Evaluating The RoLe Of Multiplexed PET Imaging In The Detection And Staging Of HepatocellulaR Carcinoma And GAstro-entero-pancreatic Tumors

Study Overview

Evaluating the roLe of Multiplexed PET Imaging in the Detection and Staging of hepatocellulaR Carcinoma and gAstro-entero-pancreatic Tumors

Precision medicine is a major goal in oncology. It aims to tailor treatments to the specific characteristics of each patient's tumor. This approach makes it possible to identify unique therapeutic targets and select the therapeutic alternative that specifically targets the abnormalities identified. Positron emission tomography (PET) plays a key role in this approach by providing detailed functional imaging of tumors in a non-invasive way. Usually, one radio-tracer is used to perform PET. Depending on the type of tumor, each tracer is carefully selected for its specific behavior and characteristics. However, it may be useful to perform several PET scans with different tracers, each providing different information, for the initial staging and therapeutic management of patients. Hepatocellular carcinoma (HCC), the most common form of liver cancer and the third leading cause of cancer-related death, requires precise imaging for optimal treatment selection. [18F]F-choline PET is often preferred for the initial detection of well-differentiated HCC and local recurrence, while [18F]FDG (fluorodésoxyglucose) PET is more useful for aggressive forms of HCC and for assessing metastases. Similarly, gastro-entero-pancreatic tumors (GEP-NETs), a type of neuroendocrine tumor found in the gastrointestinal tract and pancreas, also benefit from tailored imaging approaches.
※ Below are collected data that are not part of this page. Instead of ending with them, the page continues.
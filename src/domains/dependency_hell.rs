//! Dependency hell: decide which library versions to delete and install so
//! that every wanted program finds a compatible version of each dependency.
//!
//! This domain is single shot. Prescribed deletions are applied, then
//! prescribed installs, and the resulting installation is checked once.

use std::collections::BTreeSet;

use crate::diagnostics::Diagnostic;
use crate::facts::{int, Fact, FactPattern, Field, PatternTable};
use crate::plan::Plan;
use crate::validator::Domain;

/// One installable library version.
#[derive(Debug, Clone, PartialEq, Eq, Hash, PartialOrd, Ord)]
pub struct Library {
    pub name: String,
    pub version: i64,
}

impl Library {
    pub fn new(name: impl Into<String>, version: i64) -> Self {
        Self {
            name: name.into(),
            version,
        }
    }
}

impl std::fmt::Display for Library {
    fn fmt(&self, f: &mut std::fmt::Formatter<'_>) -> std::fmt::Result {
        write!(f, "{}.so.{}", self.name, self.version)
    }
}

#[derive(Debug, Clone, Copy, PartialEq, Eq, Hash, PartialOrd, Ord)]
pub enum BoundKind {
    /// `requiresAtLeast`: raises the low end of the window.
    Lower,
    /// `requiresAtMost`: lowers the high end of the window.
    Upper,
}

/// A version constraint a program places on a library.
#[derive(Debug, Clone, PartialEq, Eq, Hash, PartialOrd, Ord)]
pub struct Bound {
    pub program: String,
    pub library: String,
    pub kind: BoundKind,
    pub version: i64,
}

/// Inclusive version range `[low, high]`. Only ever narrows.
#[derive(Debug, Clone, Copy, PartialEq, Eq)]
pub struct Window {
    pub low: i64,
    pub high: i64,
}

impl Window {
    pub fn narrow(&mut self, bound: &Bound) {
        match bound.kind {
            BoundKind::Lower => self.low = self.low.max(bound.version),
            BoundKind::Upper => self.high = self.high.min(bound.version),
        }
    }

    pub fn contains(&self, version: i64) -> bool {
        self.low <= version && version <= self.high
    }
}

enum DependencyFact {
    Program(String),
    Version(Library),
    Bound(Bound),
    Installed(Library),
    ShouldDelete(Library),
    ShouldInstall(Library),
    Wants(String),
}

fn library(v: &[&str]) -> Option<Library> {
    match v {
        [name, version] => Some(Library::new(*name, int(version)?)),
        _ => None,
    }
}

fn bound(kind: BoundKind, v: &[&str]) -> Option<Bound> {
    match v {
        [program, library, version] => Some(Bound {
            program: program.to_string(),
            library: library.to_string(),
            kind,
            version: int(version)?,
        }),
        _ => None,
    }
}

const LIBRARY_FIELDS: &[Field] = &[Field::Any, Field::Int];
const BOUND_FIELDS: &[Field] = &[Field::Any, Field::Any, Field::Int];

static DEPENDENCY_PATTERNS: [FactPattern<DependencyFact>; 8] = [
    FactPattern::new("program", &[Field::Any], |v| match v {
        [p] => Some(DependencyFact::Program(p.to_string())),
        _ => None,
    }),
    FactPattern::new("version", LIBRARY_FIELDS, |v| {
        library(v).map(DependencyFact::Version)
    }),
    FactPattern::new("requiresAtLeast", BOUND_FIELDS, |v| {
        bound(BoundKind::Lower, v).map(DependencyFact::Bound)
    }),
    FactPattern::new("requiresAtMost", BOUND_FIELDS, |v| {
        bound(BoundKind::Upper, v).map(DependencyFact::Bound)
    }),
    FactPattern::new("installed", LIBRARY_FIELDS, |v| {
        library(v).map(DependencyFact::Installed)
    }),
    FactPattern::new("shouldDelete", LIBRARY_FIELDS, |v| {
        library(v).map(DependencyFact::ShouldDelete)
    }),
    FactPattern::new("shouldInstall", LIBRARY_FIELDS, |v| {
        library(v).map(DependencyFact::ShouldInstall)
    }),
    FactPattern::new("wants", &[Field::Any], |v| match v {
        [p] => Some(DependencyFact::Wants(p.to_string())),
        _ => None,
    }),
];

static DEPENDENCY_TABLE: PatternTable<DependencyFact> = PatternTable::new(&DEPENDENCY_PATTERNS);

fn list<T: std::fmt::Display>(items: impl IntoIterator<Item = T>) -> String {
    items
        .into_iter()
        .map(|item| item.to_string())
        .collect::<Vec<_>>()
        .join(", ")
}

#[derive(Debug, Clone, Default)]
pub struct DependencyHell {
    pub programs: BTreeSet<String>,
    pub libraries: BTreeSet<String>,
    pub lib_versions: BTreeSet<Library>,
    pub installed: BTreeSet<Library>,
    pub bounds: BTreeSet<Bound>,
    /// Programs the user wants to run.
    pub desired: BTreeSet<String>,
    pub should_delete: BTreeSet<Library>,
    pub should_install: BTreeSet<Library>,
}

impl DependencyHell {
    pub fn new() -> Self {
        Self::default()
    }

    fn bounds_of<'a>(&'a self, program: &'a str) -> impl Iterator<Item = &'a Bound> + 'a {
        self.bounds.iter().filter(move |b| b.program == program)
    }

    /// Installation after applying deletions, then installs.
    pub fn apply_changes(&self, logs: &mut Vec<Diagnostic>) -> BTreeSet<Library> {
        let mut installed = self.installed.clone();

        for lib in &self.should_delete {
            if !installed.remove(lib) {
                logs.push(Diagnostic::error(format!(
                    "Asked to delete lib {lib}, but it's not installed."
                )));
            }
        }

        for lib in &self.should_install {
            if !installed.insert(lib.clone()) {
                logs.push(Diagnostic::warning(format!(
                    "Asked to install lib {lib}, but it's already installed. This is odd, but allowed."
                )));
            }
        }

        installed
    }

    /// Feasible window for `program`'s use of `library`, starting from the
    /// installed range and narrowed by every matching bound.
    pub fn window(&self, program: &str, library: &str, available: &[i64]) -> Option<Window> {
        let mut window = Window {
            low: *available.iter().min()?,
            high: *available.iter().max()?,
        };
        for bound in self.bounds_of(program).filter(|b| b.library == library) {
            window.narrow(bound);
        }
        Some(window)
    }

    fn check_program(
        &self,
        program: &str,
        installed: &BTreeSet<Library>,
        logs: &mut Vec<Diagnostic>,
    ) {
        let deps: BTreeSet<&str> = self
            .bounds_of(program)
            .map(|b| b.library.as_str())
            .collect();

        for library in deps {
            let available: Vec<i64> = installed
                .iter()
                .filter(|lib| lib.name == library)
                .map(|lib| lib.version)
                .collect();

            let Some(window) = self.window(program, library, &available) else {
                logs.push(Diagnostic::error(format!(
                    "Program {program} needs library {library}, but it's not installed."
                )));
                continue;
            };

            if !available.iter().any(|&v| window.contains(v)) {
                logs.push(Diagnostic::error(format!(
                    "Program {program} needs library {library} in a version in [{}, {}], but only these versions are available: [{}]",
                    window.low,
                    window.high,
                    list(&available)
                )));
            }
        }
    }
}

impl Domain for DependencyHell {
    fn name(&self) -> &'static str {
        "dependency-hell"
    }

    fn uses_timeline(&self) -> bool {
        false
    }

    fn parse_extra(&mut self, fact: &Fact) -> bool {
        let Some(record) = DEPENDENCY_TABLE.recognize(fact) else {
            return false;
        };
        match record {
            DependencyFact::Program(p) => {
                self.programs.insert(p);
            }
            DependencyFact::Version(lib) => {
                self.libraries.insert(lib.name.clone());
                self.lib_versions.insert(lib);
            }
            DependencyFact::Bound(b) => {
                self.bounds.insert(b);
            }
            DependencyFact::Installed(lib) => {
                self.installed.insert(lib);
            }
            DependencyFact::ShouldDelete(lib) => {
                self.should_delete.insert(lib);
            }
            DependencyFact::ShouldInstall(lib) => {
                self.should_install.insert(lib);
            }
            DependencyFact::Wants(p) => {
                self.desired.insert(p);
            }
        }
        true
    }

    fn verify(&self, _plan: Option<&Plan>) -> Vec<Diagnostic> {
        let mut logs = Vec::new();
        let installed = self.apply_changes(&mut logs);
        for program in &self.desired {
            self.check_program(program, &installed, &mut logs);
        }
        logs
    }

    fn summary(&self, _plan: Option<&Plan>) -> String {
        format!(
            "Installed: [{}]  ShouldDelete: [{}]  ShouldInstall: [{}]",
            list(&self.installed),
            list(&self.should_delete),
            list(&self.should_install)
        )
    }
}

#[cfg(test)]
mod tests {
    use super::*;
    use crate::diagnostics::Severity;
    use crate::validator::Validator;

    fn validator(raw: &[&str]) -> Validator {
        Validator::new(Box::new(DependencyHell::new()), raw).expect("validator")
    }

    fn errors(v: &Validator) -> Vec<String> {
        v.validate().errors().map(|d| d.message.clone()).collect()
    }

    #[test]
    fn lower_bound_inside_installed_range_is_feasible() {
        let v = validator(&[
            "program(p)",
            "wants(p)",
            "installed(l,1)",
            "installed(l,2)",
            "requiresAtLeast(p,l,2)",
        ]);
        assert!(v.is_valid(), "{:?}", v.validate().logs);
    }

    #[test]
    fn lower_bound_above_installed_range_is_infeasible() {
        let v = validator(&[
            "program(p)",
            "wants(p)",
            "installed(l,1)",
            "installed(l,2)",
            "requiresAtLeast(p,l,3)",
        ]);
        assert_eq!(
            errors(&v),
            vec!["Program p needs library l in a version in [3, 2], but only these versions are available: [1, 2]"]
        );
    }

    #[test]
    fn bounds_never_widen_the_window() {
        let hell = DependencyHell {
            bounds: [
                Bound {
                    program: "p".into(),
                    library: "l".into(),
                    kind: BoundKind::Lower,
                    version: 0,
                },
                Bound {
                    program: "p".into(),
                    library: "l".into(),
                    kind: BoundKind::Upper,
                    version: 9,
                },
            ]
            .into_iter()
            .collect(),
            ..DependencyHell::default()
        };
        assert_eq!(
            hell.window("p", "l", &[2, 4]),
            Some(Window { low: 2, high: 4 })
        );
        assert_eq!(hell.window("p", "l", &[]), None);
    }

    #[test]
    fn upper_and_lower_bounds_combine() {
        let v = validator(&[
            "wants(p)",
            "installed(l,1)",
            "installed(l,3)",
            "requiresAtLeast(p,l,2)",
            "requiresAtMost(p,l,2)",
        ]);
        assert_eq!(errors(&v).len(), 1);
    }

    #[test]
    fn missing_dependency_is_an_error() {
        let v = validator(&["wants(p)", "requiresAtMost(p,l,2)", "installed(m,1)"]);
        assert_eq!(
            errors(&v),
            vec!["Program p needs library l, but it's not installed."]
        );
    }

    #[test]
    fn deletions_apply_before_installs() {
        let v = validator(&[
            "wants(p)",
            "installed(l,1)",
            "requiresAtLeast(p,l,2)",
            "shouldDelete(l,1)",
            "shouldInstall(l,2)",
        ]);
        assert!(v.is_valid(), "{:?}", v.validate().logs);
        assert_eq!(
            v.instance_summary(),
            "Installed: [l.so.1]  ShouldDelete: [l.so.1]  ShouldInstall: [l.so.2]"
        );
    }

    #[test]
    fn deleting_an_absent_library_is_an_error() {
        let v = validator(&["installed(l,1)", "shouldDelete(l,2)"]);
        assert_eq!(
            errors(&v),
            vec!["Asked to delete lib l.so.2, but it's not installed."]
        );
    }

    #[test]
    fn redundant_install_only_warns() {
        let v = validator(&["installed(l,1)", "shouldInstall(l,1)"]);
        assert!(v.is_valid());
        assert_eq!(v.validate().count(Severity::Warning), 1);
    }

    #[test]
    fn needs_no_goal_and_recognizes_catalogue_facts() {
        let v = validator(&["program(p)", "version(l,1)", "version(l,2)"]);
        assert!(v.plan().is_none());
        assert!(v.is_valid());
        assert_eq!(v.validate().count(Severity::Warning), 0);
    }
}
GEP-NETs commonly express somatostatin receptors, which are effectively targeted by [68Ga]Ga-DOTATOC PET to enhance diagnostic accuracy and staging, particularly in well-differentiated lesions. Conversely, [18F]FDG PET is valuable for imaging GEP-NETs with high metabolic activity, providing insight into tumor aggressiveness and proliferation. The combined use of [18F]FDG PET and [18F]F-choline PET in HCC, as well as [68Ga]Ga-DOTATOC PET and [18F]FDG PET in GEP-NETs, provides complementary information that helps to comprehensively characterize the tumor, guide treatment decisions, and monitor therapeutic response. In this context, a highly innovative way using multiplexed PET imaging offers potential for targeted therapy and precision medicine. The aim of this study is to evaluate the use of simultaneous dual-tracer PET imaging with a staggered injection (referred to here as multiplexed PET), combining [18F]FDG and [18F]F-choline in HCC, and [68Ga]Ga-DOTATOC and [18F]FDG in GEP-NETs as compared to both pairs of single PET.

N/A

Hepatocellular Carcinoma (HCC)
Gastro-Entero-Pancreatic Tumors (GEPs)

DIAGNOSTIC_TEST: Single tracer PET/CT
DIAGNOSTIC_TEST: Multiplexed PET-CT

RC24_0563

Study Record Dates

These dates track the progress of study record and summary results submissions to ClinicalTrials.gov. Study records and reported results are reviewed by the National Library of Medicine (NLM) to make sure they meet specific quality control standards before being posted on the public website.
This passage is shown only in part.